(YOUR ASSIGNMENT): The answer must repeat each line of the material exactly.

Start of PROVIDED INFORMATION

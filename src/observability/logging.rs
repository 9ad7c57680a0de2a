//! Structured logging.
//!
//! # Responsibilities
//! - Install the process-wide `tracing` subscriber, exactly once
//! - Fan events out to the configured sinks (console, trace file, debug channel)
//! - Flush every sink on every exit path
//!
//! # Design Decisions
//! - Each sink carries its own filter; the debug channel sees everything
//! - JSON console output for production, plain text for development
//! - `RUST_LOG`, when set, replaces the configured directives
//! - The handle returned by [`init`] is threaded to the top-level handler,
//!   which flushes it once; `Drop` flushes as a backstop

use std::fs::{File, OpenOptions};
use std::io::{self, BufWriter, Write};
use std::path::{Path, PathBuf};
use std::sync::atomic::{AtomicBool, Ordering};
use std::sync::{Arc, Mutex};

use thiserror::Error;
use tracing_subscriber::filter::LevelFilter;
use tracing_subscriber::layer::SubscriberExt;
use tracing_subscriber::util::SubscriberInitExt;
use tracing_subscriber::{fmt, EnvFilter, Layer, Registry};

/// A type-erased sink layer.
pub type BoxedLayer = Box<dyn Layer<Registry> + Send + Sync + 'static>;

/// Error type for logging setup.
#[derive(Debug, Error)]
pub enum LoggingError {
    #[error("a global logger is already installed")]
    AlreadyInitialized,

    #[error("invalid log directive `{directive}`: {reason}")]
    InvalidDirective { directive: String, reason: String },

    #[error("failed to open trace file {path}")]
    TraceFile {
        path: PathBuf,
        #[source]
        source: io::Error,
    },
}

#[derive(Debug, Clone, PartialEq, Eq)]
pub struct LoggingOptions {
    /// Default minimum level for every target.
    pub level: String,

    /// Per-target minimum levels, applied on top of `level`.
    pub overrides: Vec<(String, String)>,

    /// Emit console lines as JSON.
    pub json: bool,

    /// Also append plain-text lines to this file.
    pub trace_file: Option<PathBuf>,

    /// Mirror every event at `debug` and above to stderr.
    pub debug_output: bool,
}

impl Default for LoggingOptions {
    fn default() -> Self {
        Self {
            level: "info".to_string(),
            overrides: vec![
                ("tokio".to_string(), "warn".to_string()),
                ("mio".to_string(), "warn".to_string()),
            ],
            json: false,
            trace_file: None,
            debug_output: false,
        }
    }
}

impl LoggingOptions {
    /// Add or replace a per-target override given as `target=level`.
    pub fn push_override(&mut self, directive: &str) -> Result<(), LoggingError> {
        let invalid = |reason: String| LoggingError::InvalidDirective {
            directive: directive.to_string(),
            reason,
        };
        let (target, level) = directive
            .split_once('=')
            .ok_or_else(|| invalid("expected `target=level`".to_string()))?;
        level
            .parse::<LevelFilter>()
            .map_err(|e| invalid(e.to_string()))?;

        self.overrides.retain(|(existing, _)| existing != target);
        self.overrides.push((target.to_string(), level.to_string()));
        Ok(())
    }

    /// Filter directives, e.g. `info,tokio=warn,mio=warn`.
    pub fn directives(&self) -> String {
        let mut directives = self.level.clone();
        for (target, level) in &self.overrides {
            directives.push_str(&format!(",{target}={level}"));
        }
        directives
    }

    fn env_filter(&self) -> Result<EnvFilter, LoggingError> {
        let directives = match std::env::var(EnvFilter::DEFAULT_ENV) {
            Ok(from_env) if !from_env.trim().is_empty() => from_env,
            _ => self.directives(),
        };
        EnvFilter::try_new(&directives).map_err(|e| LoggingError::InvalidDirective {
            reason: e.to_string(),
            directive: directives,
        })
    }
}

/// Something that can flush the process logger.
pub trait FlushLogs {
    fn flush(&self);
}

/// Handle to the installed sinks.
#[derive(Debug)]
pub struct LogGuard {
    trace_file: Option<SharedFile>,
    flushed: AtomicBool,
}

impl LogGuard {
    pub fn is_flushed(&self) -> bool {
        self.flushed.load(Ordering::SeqCst)
    }
}

impl FlushLogs for LogGuard {
    fn flush(&self) {
        if self.flushed.swap(true, Ordering::SeqCst) {
            return;
        }
        let _ = io::stdout().flush();
        let _ = io::stderr().flush();
        if let Some(file) = &self.trace_file {
            if let Err(e) = file.flush_to_disk() {
                eprintln!("failed to flush trace file: {e}");
            }
        }
    }
}

impl Drop for LogGuard {
    fn drop(&mut self) {
        self.flush();
    }
}

/// Buffered trace file shared by every writer the fmt layer makes.
#[derive(Debug, Clone)]
struct SharedFile(Arc<Mutex<BufWriter<File>>>);

impl SharedFile {
    fn open(path: &Path) -> Result<Self, LoggingError> {
        let file = OpenOptions::new()
            .create(true)
            .append(true)
            .open(path)
            .map_err(|source| LoggingError::TraceFile {
                path: path.to_path_buf(),
                source,
            })?;
        Ok(Self(Arc::new(Mutex::new(BufWriter::new(file)))))
    }

    fn flush_to_disk(&self) -> io::Result<()> {
        let mut writer = self
            .0
            .lock()
            .map_err(|_| io::Error::other("trace file lock poisoned"))?;
        writer.flush()?;
        writer.get_ref().sync_data()
    }
}

impl Write for SharedFile {
    fn write(&mut self, buf: &[u8]) -> io::Result<usize> {
        self.0
            .lock()
            .map_err(|_| io::Error::other("trace file lock poisoned"))?
            .write(buf)
    }

    fn flush(&mut self) -> io::Result<()> {
        self.0
            .lock()
            .map_err(|_| io::Error::other("trace file lock poisoned"))?
            .flush()
    }
}

/// Build the sink layers without installing them.
pub fn build_layers(options: &LoggingOptions) -> Result<(Vec<BoxedLayer>, LogGuard), LoggingError> {
    let mut layers: Vec<BoxedLayer> = Vec::new();

    let console = if options.json {
        fmt::layer()
            .json()
            .with_writer(io::stdout)
            .with_filter(options.env_filter()?)
            .boxed()
    } else {
        fmt::layer()
            .with_writer(io::stdout)
            .with_filter(options.env_filter()?)
            .boxed()
    };
    layers.push(console);

    let trace_file = match &options.trace_file {
        Some(path) => {
            let file = SharedFile::open(path)?;
            let writer = file.clone();
            layers.push(
                fmt::layer()
                    .with_ansi(false)
                    .with_writer(move || writer.clone())
                    .with_filter(options.env_filter()?)
                    .boxed(),
            );
            Some(file)
        }
        None => None,
    };

    if options.debug_output {
        layers.push(
            fmt::layer()
                .with_writer(io::stderr)
                .with_filter(LevelFilter::DEBUG)
                .boxed(),
        );
    }

    let guard = LogGuard {
        trace_file,
        flushed: AtomicBool::new(false),
    };
    Ok((layers, guard))
}

/// Install the process-wide subscriber.
///
/// Fails with [`LoggingError::AlreadyInitialized`] on a second call.
pub fn init(options: &LoggingOptions) -> Result<LogGuard, LoggingError> {
    let (layers, guard) = build_layers(options)?;
    tracing_subscriber::registry()
        .with(layers)
        .try_init()
        .map_err(|_| LoggingError::AlreadyInitialized)?;
    Ok(guard)
}

/// Log a fatal error with its full source chain.
pub fn log_fatal(error: &(dyn std::error::Error + 'static)) {
    let mut chain = error.to_string();
    let mut source = error.source();
    while let Some(cause) = source {
        chain.push_str(": ");
        chain.push_str(&cause.to_string());
        source = cause.source();
    }
    tracing::error!(fatal = true, error = %chain, "Host terminated unexpectedly");
}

End of PROVIDED INFORMATION

(ANSWER):
filename src/observability/logging.rs
repository 9ad7c57680a0de2a
//! Structured logging.
//!
//! # Responsibilities
//! - Install the process-wide `tracing` subscriber, exactly once
//! - Fan events out to the configured sinks (console, trace file, debug channel)
//! - Flush every sink on every exit path
//!
//! # Design Decisions
//! - Each sink carries its own filter; the debug channel sees everything
//! - JSON console output for production, plain text for development
//! - `RUST_LOG`, when set, replaces the configured directives
//! - The handle returned by [`init`] is threaded to the top-level handler,
//!   which flushes it once; `Drop` flushes as a backstop

use std::fs::{File, OpenOptions};
use std::io::{self, BufWriter, Write};
use std::path::{Path, PathBuf};
use std::sync::atomic::{AtomicBool, Ordering};
use std::sync::{Arc, Mutex};

use thiserror::Error;
use tracing_subscriber::filter::LevelFilter;
use tracing_subscriber::layer::SubscriberExt;
use tracing_subscriber::util::SubscriberInitExt;
use tracing_subscriber::{fmt, EnvFilter, Layer, Registry};

/// A type-erased sink layer.
pub type BoxedLayer = Box<dyn Layer<Registry> + Send + Sync + 'static>;

/// Error type for logging setup.
#[derive(Debug, Error)]
pub enum LoggingError {
    #[error("a global logger is already installed")]
    AlreadyInitialized,

    #[error("invalid log directive `{directive}`: {reason}")]
    InvalidDirective { directive: String, reason: String },

    #[error("failed to open trace file {path}")]
    TraceFile {
        path: PathBuf,
        #[source]
        source: io::Error,
    },
}

#[derive(Debug, Clone, PartialEq, Eq)]
pub struct LoggingOptions {
    /// Default minimum level for every target.
    pub level: String,

    /// Per-target minimum levels, applied on top of `level`.
    pub overrides: Vec<(String, String)>,

    /// Emit console lines as JSON.
    pub json: bool,

    /// Also append plain-text lines to this file.
    pub trace_file: Option<PathBuf>,

    /// Mirror every event at `debug` and above to stderr.
    pub debug_output: bool,
}

impl Default for LoggingOptions {
    fn default() -> Self {
        Self {
            level: "info".to_string(),
            overrides: vec![
                ("tokio".to_string(), "warn".to_string()),
                ("mio".to_string(), "warn".to_string()),
            ],
            json: false,
            trace_file: None,
            debug_output: false,
        }
    }
}

impl LoggingOptions {
    /// Add or replace a per-target override given as `target=level`.
    pub fn push_override(&mut self, directive: &str) -> Result<(), LoggingError> {
        let invalid = |reason: String| LoggingError::InvalidDirective {
            directive: directive.to_string(),
            reason,
        };
        let (target, level) = directive
            .split_once('=')
            .ok_or_else(|| invalid("expected `target=level`".to_string()))?;
        level
            .parse::<LevelFilter>()
            .map_err(|e| invalid(e.to_string()))?;

        self.overrides.retain(|(existing, _)| existing != target);
        self.overrides.push((target.to_string(), level.to_string()));
        Ok(())
    }

    /// Filter directives, e.g. `info,tokio=warn,mio=warn`.
    pub fn directives(&self) -> String {
        let mut directives = self.level.clone();
        for (target, level) in &self.overrides {
            directives.push_str(&format!(",{target}={level}"));
        }
        directives
    }

    fn env_filter(&self) -> Result<EnvFilter, LoggingError> {
        let directives = match std::env::var(EnvFilter::DEFAULT_ENV) {
            Ok(from_env) if !from_env.trim().is_empty() => from_env,
            _ => self.directives(),
        };
        EnvFilter::try_new(&directives).map_err(|e| LoggingError::InvalidDirective {
            reason: e.to_string(),
            directive: directives,
        })
    }
}

/// Something that can flush the process logger.
pub trait FlushLogs {
    fn flush(&self);
}

/// Handle to the installed sinks.
#[derive(Debug)]
pub struct LogGuard {
    trace_file: Option<SharedFile>,
    flushed: AtomicBool,
}

impl LogGuard {
    pub fn is_flushed(&self) -> bool {
        self.flushed.load(Ordering::SeqCst)
    }
}

impl FlushLogs for LogGuard {
    fn flush(&self) {
        if self.flushed.swap(true, Ordering::SeqCst) {
            return;
        }
        let _ = io::stdout().flush();
        let _ = io::stderr().flush();
        if let Some(file) = &self.trace_file {
            if let Err(e) = file.flush_to_disk() {
                eprintln!("failed to flush trace file: {e}");
            }
        }
    }
}

impl Drop for LogGuard {
    fn drop(&mut self) {
        self.flush();
    }
}

/// Buffered trace file shared by every writer the fmt layer makes.
#[derive(Debug, Clone)]
struct SharedFile(Arc<Mutex<BufWriter<File>>>);

impl SharedFile {
    fn open(path: &Path) -> Result<Self, LoggingError> {
        let file = OpenOptions::new()
            .create(true)
            .append(true)
            .open(path)
            .map_err(|source| LoggingError::TraceFile {
                path: path.to_path_buf(),
                source,
            })?;
        Ok(Self(Arc::new(Mutex::new(BufWriter::new(file)))))
    }

    fn flush_to_disk(&self) -> io::Result<()> {
        let mut writer = self
            .0
            .lock()
            .map_err(|_| io::Error::other("trace file lock poisoned"))?;
        writer.flush()?;
        writer.get_ref().sync_data()
    }
}

impl Write for SharedFile {
    fn write(&mut self, buf: &[u8]) -> io::Result<usize> {
        self.0
            .lock()
            .map_err(|_| io::Error::other("trace file lock poisoned"))?
            .write(buf)
    }

    fn flush(&mut self) -> io::Result<()> {
        self.0
            .lock()
            .map_err(|_| io::Error::other("trace file lock poisoned"))?
            .flush()
    }
}

/// Build the sink layers without installing them.
pub fn build_layers(options: &LoggingOptions) -> Result<(Vec<BoxedLayer>, LogGuard), LoggingError> {
    let mut layers: Vec<BoxedLayer> = Vec::new();

    let console = if options.json {
        fmt::layer()
            .json()
            .with_writer(io::stdout)
            .with_filter(options.env_filter()?)
            .boxed()
    } else {
        fmt::layer()
            .with_writer(io::stdout)
            .with_filter(options.env_filter()?)
            .boxed()
    };
    layers.push(console);

    let trace_file = match &options.trace_file {
        Some(path) => {
            let file = SharedFile::open(path)?;
            let writer = file.clone();
            layers.push(
                fmt::layer()
                    .with_ansi(false)
                    .with_writer(move || writer.clone())
                    .with_filter(options.env_filter()?)
                    .boxed(),
            );
            Some(file)
        }
        None => None,
    };

    if options.debug_output {
        layers.push(
            fmt::layer()
                .with_writer(io::stderr)
                .with_filter(LevelFilter::DEBUG)
                .boxed(),
        );
    }

    let guard = LogGuard {
        trace_file,
        flushed: AtomicBool::new(false),
    };
    Ok((layers, guard))
}

/// Install the process-wide subscriber.
///
/// Fails with [`LoggingError::AlreadyInitialized`] on a second call.
pub fn init(options: &LoggingOptions) -> Result<LogGuard, LoggingError> {
    let (layers, guard) = build_layers(options)?;
    tracing_subscriber::registry()
        .with(layers)
        .try_init()
        .map_err(|_| LoggingError::AlreadyInitialized)?;
    Ok(guard)
}

/// Log a fatal error with its full source chain.
pub fn log_fatal(error: &(dyn std::error::Error + 'static)) {
    let mut chain = error.to_string();
    let mut source = error.source();
    while let Some(cause) = source {
        chain.push_str(": ");
        chain.push_str(&cause.to_string());
        source = cause.source();
    }
    tracing::error!(fatal = true, error = %chain, "Host terminated unexpectedly");
}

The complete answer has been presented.